秋山さんの言う通り、筑摩書房は小川氏の電話番号を教えてくれました。そして、私は意を決して、ある日の昼下がり、小川氏に電話したのです。
「申し訳ありませんが、主人はちょっと休んでおります」
電話口には奥様が出られて、そう言います。プロの小説家というのは、凄いもんだな。きっと、昼間は寝ていて、夜、仕事をしているのだろう。そう思った私は、別の日に、今度は夕方の時間帯を狙って電話をしました。しかし、再び、奥様が出られて同じように言うのです。これはもう、小川氏は、昼夜反対の生活をしているに違いない。そう確信した私は、別の日の夜、電話をしたのです。今度は、小川氏が電話口に出てくれました。私は、懸命に依頼事項を説明しました。もちろん、水戸黄門が印籠を示すがごとく、「秋山さんにはご了解をいただいております」とその点を強調したことは言うまでもありません。すると、小川氏は了解してくれたのでした。

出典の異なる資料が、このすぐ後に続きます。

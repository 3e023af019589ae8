//! Call chain construction and caching.
//!
//! A call chain is the ordered list of method implementations one dispatch
//! will run: a contiguous prefix of filters followed by the implementation
//! suffix. Chains are built by a depth first walk over the receiver's
//! per object overlay, its mixins, and the transitively reachable class
//! hierarchy, then cached in two tiers: attached to the method name value
//! itself, and in the receiver's class. Cached chains are revalidated
//! against the foundation epoch and the receiver's epochs on every probe;
//! invalidation never touches a chain in flight.

pub mod invoke;


use crate::{
    Foundation, Host, KNOWN_STATE, MFlag, MFlags, ObjId, SPECIAL,
    object::{Method, Object},
};
use arcstr::ArcStr;
use enumflags2::{BitFlags, make_bitflags};
use fxhash::{FxHashMap, FxHashSet};
use log::debug;
use objix_value::Val;
use smallvec::SmallVec;
use std::collections::hash_map::Entry;
use triomphe::Arc;

use self::invoke::CallFrame;

/// entries a chain holds before spilling to the heap
const CHAIN_INLINE: usize = 4;

/// One step of a call chain.
#[derive(Debug)]
pub struct ChainEntry<H: Host> {
    pub method: Arc<Method<H>>,
    pub is_filter: bool,
    /// the class whose filter declaration put this entry here; None for
    /// object declared filters and for implementation entries
    pub filter_declarer: Option<ObjId>,
}

impl<H: Host> Clone for ChainEntry<H> {
    fn clone(&self) -> Self {
        Self {
            method: self.method.clone(),
            is_filter: self.is_filter,
            filter_declarer: self.filter_declarer,
        }
    }
}

/// An immutable, shareable call chain. The entries hold strong references
/// to their method records, so deleting a method (or its whole class)
/// while the chain runs cannot invalidate the remaining steps.
#[derive(Debug)]
pub struct CallChain<H: Host> {
    /// the receiver the chain was built for
    pub oid: ObjId,
    /// foundation epoch observed at build time; -1 marks a chain that
    /// must never be reused
    pub epoch: i64,
    pub object_creation_epoch: u64,
    pub object_epoch: u64,
    pub flags: MFlags,
    /// entries below this index are filters, the rest implementations
    pub filter_length: usize,
    pub entries: SmallVec<[ChainEntry<H>; CHAIN_INLINE]>,
}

早稲田祭の当日、私たちのサークルでは、二手に分かれて秋山さんと小川氏を迎えに行きました。私は小川氏を担当し、東京駅から早稲田までお連れしたのです。そして、喫茶店に腰を落ち着けるなり、小川氏は不機嫌そうな表情で、私を見ながらこう言ったのでした。
「あなたの情熱には、負けました」
小川氏は昼間寝ていたのではなく、居留守を使っていた! 私はやっと、そのことに気づかされたのでした。